As the 57 participating Tall Ships set off around Scotland for the next stage of this year's race, I joined one of the vessels for the first leg of its trip.
The Red Arrows dramatic performance overhead set the stage for the sailing ships to leave Greenock's James Watt dock.
At 1314 BST precisely, we begin our trip on board the Dutch registered Wylde Swan.
Twenty-two trainees are aboard ready for the experience of a lifetime and even though they are not taking part in a racing leg their excitement is no less.
Most are from Ullapool and are looking forward to the ship calling into their home port.
But before that they must make their first stop, the following morning in Campbeltown.
Kathleen Steventon, one of the trainees, tells me: "It's just a really fantastic and unique experience.
"There are people from different countries here which is also really interesting and we're visiting our home town."

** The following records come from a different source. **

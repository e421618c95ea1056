//! PostgreSQL Policy Adapter
//!
//! This module provides the internal (database) adapter for the policy
//! records domain, implementing the `InsurancePolicyPort` trait using
//! PostgreSQL via the `InsuranceRepository`.

use async_trait::async_trait;
use chrono::{DateTime, Utc};
use sqlx::PgPool;
use tracing::{debug, instrument};

use core_kernel::{
    DomainPort, HealthCheckResult, HealthCheckable, PolicyId, PortError,
};
use domain_policy::{InsurancePolicy, InsurancePolicyPort, PolicyDraft};

use crate::error::DatabaseError;
use crate::repositories::insurance::{InsuranceRepository, InsuranceRow, NewInsurance};

const ADAPTER_ID: &str = "postgres-policy-adapter";

/// PostgreSQL-backed implementation of the InsurancePolicyPort trait
///
/// # Error Handling
///
/// Database errors are translated to `PortError` variants:
/// - `DatabaseError::NotFound` -> `PortError::NotFound`
/// - `DatabaseError::DuplicateEntry` -> `PortError::Conflict`
/// - `DatabaseError::ConstraintViolation` -> `PortError::Validation`
/// - Connection errors -> `PortError::Connection`
/// - Other errors -> `PortError::Internal`
#[derive(Debug, Clone)]
pub struct PostgresPolicyAdapter {
    repository: InsuranceRepository,
    pool: PgPool,
}

impl PostgresPolicyAdapter {
    /// Creates a new PostgreSQL policy adapter
    ///
    /// # Arguments
    ///
    /// * `pool` - The PostgreSQL connection pool
    pub fn new(pool: PgPool) -> Self {
        Self {
            repository: InsuranceRepository::new(pool.clone()),
            pool,
        }
    }
}

impl DomainPort for PostgresPolicyAdapter {}

#[async_trait]
impl HealthCheckable for PostgresPolicyAdapter {
    /// Checks database connectivity with a `SELECT 1`
    async fn health_check(&self) -> HealthCheckResult {
        let start = std::time::Instant::now();

        let result = sqlx::query_scalar::<_, i32>("SELECT 1")
            .fetch_one(&self.pool)
            .await;

        let latency_ms = start.elapsed().as_millis() as u64;

        match result {
            Ok(_) => HealthCheckResult::healthy(ADAPTER_ID, latency_ms),
            Err(e) => HealthCheckResult::unhealthy(ADAPTER_ID, latency_ms, format!("Database error: {}", e)),
        }
    }
}

#[async_trait]
impl InsurancePolicyPort for PostgresPolicyAdapter {
    #[instrument(skip(self))]
    async fn find_all(&self) -> Result<Vec<InsurancePolicy>, PortError> {
        let rows = self.repository.find_all().await.map_err(db_to_port_error)?;
        Ok(rows.into_iter().map(InsurancePolicy::from).collect())
    }

    #[instrument(skip(self))]
    async fn find_by_id(&self, id: PolicyId) -> Result<Option<InsurancePolicy>, PortError> {
        let row = self
            .repository
            .find_by_id(id.value())
            .await
            .map_err(db_to_port_error)?;
        Ok(row.map(InsurancePolicy::from))
    }

    #[instrument(skip(self, draft), fields(policy_number = %draft.policy_number))]
    async fn insert(
        &self,
        draft: PolicyDraft,
        created_at: DateTime<Utc>,
    ) -> Result<InsurancePolicy, PortError> {
        let row = self
            .repository
            .insert(NewInsurance::from_draft(draft, created_at))
            .await
            .map_err(db_to_port_error)?;

        debug!(id = row.id, "Inserted insurance row");
        Ok(row.into())
    }

    #[instrument(skip(self, policy), fields(id = %policy.id))]
    async fn save(&self, policy: InsurancePolicy) -> Result<InsurancePolicy, PortError> {
        let row = InsuranceRow::from(policy);
        let saved = self.repository.update(&row).await.map_err(db_to_port_error)?;
        Ok(saved.into())
    }

    #[instrument(skip(self))]
    async fn delete(&self, id: PolicyId) -> Result<bool, PortError> {
        self.repository
            .delete(id.value())
            .await
            .map_err(db_to_port_error)
    }
}

fn db_to_port_error(e: DatabaseError) -> PortError {
    match e {
        DatabaseError::NotFound { id } => PortError::not_found("InsurancePolicy", id),
        DatabaseError::DuplicateEntry { message, .. } => PortError::conflict(message),
        DatabaseError::ConstraintViolation(msg) => PortError::validation(msg),
        e if e.is_connection_error() => PortError::connection(e.to_string()),
        e => PortError::internal(e),
    }
}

At 26 metres, Wylde Swan is one of 13 Class A ships - the giants of the fleet.
She came second in the first leg of the race, from Waterford to Inverclyde.
Once into the Clyde, the trainees are put into action pulling up sails and climbing the rigging.
Kieran Macrae is one of the first to go up and on his return said: "It was absolutely terrifying.
"You get up there and are standing on it with nowhere to put your hands.
"You just stand there on this little rope that's moving and you don't feel like you're attached to anything."
Over the days to following, tidal races and perhaps even extremes of weather will face these young people.
But for day one, the biggest challenge is fighting off sun burn in the scorching heat which has blessed the Greenock event all weekend.
Captain Jurgens Hanekom explains that it will become more difficult.
"The tides can go up to seven to eight knots which could create havoc on your planning if you think you're going to just pop round the corner."
Peter Newell, Race Director from Sail Training International is on board and at the helm.
Although semi-retired, he has joined the team to help out.
He explained: "What we're trying to do is provide them with the opportunity to discover themselves as much as anything, to realise that there are challenges in life that need to be faced.
"There's no better way of providing that opportunity than putting them in a hostile environment, which is the sea."
It doesn't feel too hostile just now though as the waters represent a mill pond.
As I take to my bunk at midnight, the ship runs on sails alone past Great Cumbrae at three knots, hoping to make Campbeltown by morning.